Jimmy O. Yang Drove for Uber to Survive During ‘Silicon Valley’ Season 1Jimmy O. Yang Drove for Uber to Survive During ‘Silicon Valley’ Season 1
Khier Casino
August 14, 2018
A strip club DJ, a shoe salesman, an employee at a restaurant called Chop Suey, and an Uber driver — these are just some of the many jobs Jimmy O. Yang held before making it big as a stand-up comic.
The Hong Kong-born comedian wanted to be a businessman just like his father when he was growing up and he learned some business tactics while trading Pokémon cards with his friends in sixth grade.
Speaking with The Atlantic in an interview, Yang explained that his dad worked for Dow Chemical for several years before opening his own business selling medical equipment.
“I think he liked his job. But he’s old-school Chinese. Our thought process here in America is, ‘do something that you love. Find a job that makes you happy,’” he said. “But my dad’s mentality is, ‘your job doesn’t make you happy. You work hard, you make money, and then you use that money to go do something that makes you happy.’”
So when Yang set out to do stand-up, his dad wasn’t too thrilled.
“He thought I was crazy. He thought it was just a phase that I would hopefully snap out of. He didn’t understand stand-up,” the 31-year-old actor said.
While studying economics at the University of California at San Diego, Yang was an intern at the now-defunct financial services company Smith Barney, but he realized that working a 9 to 5 job sitting in an office wasn’t for him.
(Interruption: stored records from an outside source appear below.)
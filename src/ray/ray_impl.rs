//! This module defines a Ray structure and intersection algorithms
//! for axis aligned bounding boxes and triangles.

use crate::aabb::Aabb;
use crate::shapes::Triangle;
use crate::utils::{fast_max, fast_min, safe_inverse};
use crate::{Matrix4, Point3, Real, Vector3};

/// A struct which defines a ray, its cached values and its valid parameter interval.
#[derive(Debug, Clone, Copy, PartialEq)]
pub struct Ray {
    /// The ray origin.
    pub origin: Point3,

    /// The ray direction. Not normalized: every `t` is a multiple of this vector.
    pub direction: Vector3,

    /// Inverse (1/x) ray direction. Cached for use in [`Aabb`] intersections.
    /// Zero components are replaced by a huge finite value, see [`Ray::new`].
    pub inv_direction: Vector3,

    /// Lower bound of the valid parameter interval. Slightly above zero so that a ray
    /// leaving a surface does not hit that surface again at its origin.
    pub tmin: Real,

    /// Upper bound of the valid parameter interval. Starts at infinity and shrinks every
    /// time a traversal records a closer hit.
    pub tmax: Real,
}

/// A struct which is returned by [`Ray::intersects_aabb`].
#[derive(Debug, Clone, Copy, PartialEq)]
pub struct AabbIntersection {
    /// Parameter at which the ray enters the box, clamped to the ray interval.
    pub tmin: Real,

    /// Parameter at which the ray leaves the box, clamped to the ray interval.
    pub tmax: Real,
}

impl AabbIntersection {
    /// Returns true if the clamped entry/exit interval is not empty.
    #[inline(always)]
    pub fn did_intersect(&self) -> bool {
        self.tmin <= self.tmax
    }
}

/// A struct which is returned by [`Ray::intersects_triangle`].
#[derive(Debug, Clone, Copy, PartialEq)]
pub struct TriangleIntersection {
    /// Ray parameter of the intersection.
    pub t: Real,

    /// Barycentric weight of `v1`.
    pub u: Real,

    /// Barycentric weight of `v2`.
    pub v: Real,

    /// Barycentric weight of `v0`, always `1 - u - v`.
    pub w: Real,
}

impl Ray {
    /// Creates a new [`Ray`] from an `origin` and a `direction`.
    /// `direction` is kept as is, so `t` measures multiples of it.
    ///
    /// The cached inverse direction uses a safe reciprocal: a zero component becomes the
    /// largest finite float of the same sign instead of an infinity, so slab tests never
    /// produce `0 * inf = NaN` when the origin lies on a box face.
    ///
    /// # Examples
    /// ```
    /// use photon_bvh::ray::Ray;
    /// use photon_bvh::{Point3, Vector3};
    ///
    /// let origin = Point3::new(0.0, 0.0, 0.0);
    /// let direction = Vector3::new(2.0, 0.0, 0.0);
    /// let ray = Ray::new(origin, direction);
    ///
    /// assert_eq!(ray.origin, origin);
    /// assert_eq!(ray.direction, direction);
    /// assert_eq!(ray.inv_direction.x, 0.5);
    /// assert!(ray.inv_direction.y.is_finite());
    /// assert_eq!(ray.tmax, f32::INFINITY);
    /// ```
    pub fn new(origin: Point3, direction: Vector3) -> Ray {
        Ray {
            origin,
            direction,
            inv_direction: direction.map(safe_inverse),
            tmin: Real::EPSILON,
            tmax: Real::INFINITY,
        }
    }

    /// Returns the point at parameter `t` along the ray.
    pub fn at(&self, t: Real) -> Point3 {
        self.origin + self.direction * t
    }

    /// Returns this ray expressed in the space `transform` maps into, keeping the parameter
    /// interval. For an affine `transform` the parameter of any hit is the same in both spaces.
    pub fn transformed(&self, transform: &Matrix4) -> Ray {
        Ray {
            tmin: self.tmin,
            tmax: self.tmax,
            ..Ray::new(
                transform.transform_point(&self.origin),
                transform.transform_vector(&self.direction),
            )
        }
    }

    /// Tests the intersection of a [`Ray`] with an [`Aabb`] using the slab method.
    ///
    /// Per axis the entry and exit parameters are sorted with a min/max pair, which handles
    /// negative direction components without branching. The result is clamped to
    /// `[self.tmin, self.tmax]`, so boxes behind an already recorded hit are rejected.
    ///
    /// # Examples
    /// ```
    /// use photon_bvh::aabb::Aabb;
    /// use photon_bvh::ray::Ray;
    /// use photon_bvh::{Point3, Vector3};
    ///
    /// let origin = Point3::new(0.0, 0.0, 0.0);
    /// let direction = Vector3::new(1.0, 0.0, 0.0);
    /// let ray = Ray::new(origin, direction);
    ///
    /// let point1 = Point3::new(99.9, -1.0, -1.0);
    /// let point2 = Point3::new(100.1, 1.0, 1.0);
    /// let aabb = Aabb::with_bounds(point1, point2);
    ///
    /// let intersection = ray.intersects_aabb(&aabb);
    /// assert!(intersection.did_intersect());
    /// assert!((intersection.tmin - 99.9).abs() < 1e-4);
    /// ```
    #[inline(always)]
    pub fn intersects_aabb(&self, aabb: &Aabb) -> AabbIntersection {
        let t0 = (aabb.min - self.origin).component_mul(&self.inv_direction);
        let t1 = (aabb.max - self.origin).component_mul(&self.inv_direction);

        let (near, far) = t0.inf_sup(&t1);

        let tmin = fast_max(near.x, fast_max(near.y, fast_max(near.z, self.tmin)));
        let tmax = fast_min(far.x, fast_min(far.y, fast_min(far.z, self.tmax)));

        AabbIntersection { tmin, tmax }
    }

    /// Intersects the ray with a triangle.
    ///
    /// Uses the normal/cross-product formulation: with `e1 = v0 - v1`, `e2 = v2 - v0`,
    /// `n = e1 x e2`, `c = v0 - origin` and `r = direction x c`, the barycentrics are
    /// `u = (r . e2) / (n . direction)` and `v = (r . e1) / (n . direction)`, and the
    /// parameter is `t = (n . c) / (n . direction)`. Both faces are hit, `n` needs no
    /// normalization, and a ray parallel to the triangle plane yields non-finite
    /// barycentrics which fail the inside test.
    ///
    /// Returns `None` if the ray misses the triangle or the hit lies outside
    /// `[self.tmin, self.tmax]`.
    #[allow(clippy::many_single_char_names)]
    #[inline(always)]
    pub fn intersects_triangle(&self, triangle: &Triangle) -> Option<TriangleIntersection> {
        let e1 = triangle.v0 - triangle.v1;
        let e2 = triangle.v2 - triangle.v0;
        let n = e1.cross(&e2);

        let c = triangle.v0 - self.origin;
        let r = self.direction.cross(&c);
        let inv_det = 1.0 / n.dot(&self.direction);

        let u = r.dot(&e2) * inv_det;
        let v = r.dot(&e1) * inv_det;
        let w = 1.0 - u - v;

        if u >= 0.0 && v >= 0.0 && w >= 0.0 {
            let t = n.dot(&c) * inv_det;
            if t >= self.tmin && t <= self.tmax {
                return Some(TriangleIntersection { t, u, v, w });
            }
        }
        None
    }
}
use std::ops::Range;

use crate::aabb::Aabb;

/// The [`BvhNode`] enum that describes a node in a [`Bvh`](crate::bvh::Bvh).
/// It's either a leaf node which references a range of the primitive permutation array,
/// or an inner node whose children are stored contiguously in the node array.
/// Both variants carry the [`Aabb`] which bounds everything below them.
#[derive(Debug, Copy, Clone, PartialEq)]
#[cfg_attr(feature = "serde", derive(serde::Serialize, serde::Deserialize))]
pub enum BvhNode {
    /// Leaf node.
    Leaf {
        /// Union of the boxes of the referenced primitives.
        aabb: Aabb,

        /// Start of the range in [`Bvh::primitive_indices`](crate::bvh::Bvh::primitive_indices).
        first_primitive_index: u32,

        /// Length of the range.
        primitive_count: u32,
    },
    /// Inner node.
    Internal {
        /// Union of the boxes of the children.
        aabb: Aabb,

        /// Index of the first child in the node array.
        first_child_index: u32,

        /// Number of children following `first_child_index`.
        children_count: u32,
    },
}

impl BvhNode {
    /// Creates a leaf node.
    pub fn leaf(aabb: Aabb, first_primitive_index: u32, primitive_count: u32) -> BvhNode {
        BvhNode::Leaf {
            aabb,
            first_primitive_index,
            primitive_count,
        }
    }

    /// Creates an inner node.
    pub fn internal(aabb: Aabb, first_child_index: u32, children_count: u32) -> BvhNode {
        BvhNode::Internal {
            aabb,
            first_child_index,
            children_count,
        }
    }

    /// The box of this node.
    #[inline(always)]
    pub fn aabb(&self) -> &Aabb {
        match self {
            BvhNode::Leaf { aabb, .. } | BvhNode::Internal { aabb, .. } => aabb,
        }
    }

    /// Mutable access to the box of this node.
    pub fn aabb_mut(&mut self) -> &mut Aabb {
        match self {
            BvhNode::Leaf { aabb, .. } | BvhNode::Internal { aabb, .. } => aabb,
        }
    }

    /// Returns true for leaves.
    #[inline(always)]
    pub fn is_leaf(&self) -> bool {
        matches!(self, BvhNode::Leaf { .. })
    }

    /// Number of primitives referenced by a leaf, `0` for inner nodes.
    pub fn primitive_count(&self) -> u32 {
        match *self {
            BvhNode::Leaf {
                primitive_count, ..
            } => primitive_count,
            BvhNode::Internal { .. } => 0,
        }
    }

    /// Range of child node indices. Empty for leaves.
    pub fn children(&self) -> Range<usize> {
        match *self {
            BvhNode::Internal {
                first_child_index,
                children_count,
                ..
            } => {
                first_child_index as usize..first_child_index as usize + children_count as usize
            }
            BvhNode::Leaf { .. } => 0..0,
        }
    }

    /// Range of [`Bvh::primitive_indices`](crate::bvh::Bvh::primitive_indices) slots
    /// referenced by a leaf. Empty for inner nodes.
    pub fn primitives(&self) -> Range<usize> {
        match *self {
            BvhNode::Leaf {
                first_primitive_index,
                primitive_count,
                ..
            } => {
                first_primitive_index as usize
                    ..first_primitive_index as usize + primitive_count as usize
            }
            BvhNode::Internal { .. } => 0..0,
        }
    }
}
After graduating college, he worked three different jobs as a used-car salesman, a DJ at a strip club, and working the door at the Comedy Palace in San Diego where he first met his mentor Sean Kelly, who gave him some life advice:
“Be ready. One day your chance is going to come, where you sign with a bigger agency, or a producer is interested in you, or somebody saw you doing stand-up and they want to make a TV show about you, or something like that, so just be prepared. Always be working. Even if you don’t have auditions, take acting classes. Just get on stage as much as you can. Just be prepared.”
Yang carried Kelly’s advice with him even while he was working on the set of “Silicon Valley” and driving Uber, which he did between the first and second seasons of the HBO TV series.
“I enjoyed it. You’re on your own schedule. There were some stupid drunk people every now and then but, for the most part, people were very nice, and I’m a people person. In a way, I was just kind of running my stand-up material on some of these people, just chatting them up. If you want to really make a decent paycheck, you’ve got to work a lot, and it’s exhausting,” he continued.
Besides his mentor and dad, Yang listed his “Crazy Rich Asians” co-star Ken Jeong, Bobby Lee of “MADtv,” and former NBA star Yao Ming as his role models.
The actor will appear in the upcoming “Crazy Rich Asians” movie on Aug. 15 and emphasized the importance of diversity in casting.
“In this movie, we have the really funny Asians, the really model-looking, beautiful Asians, the extremely talented Asians, big, small, tall, short Asians, Chinese from Singapore, Malaysia, America, England, and Australia, but we are just family. It was so liberating in a way that I wasn’t just the only Asian person on that screen,” Yang said.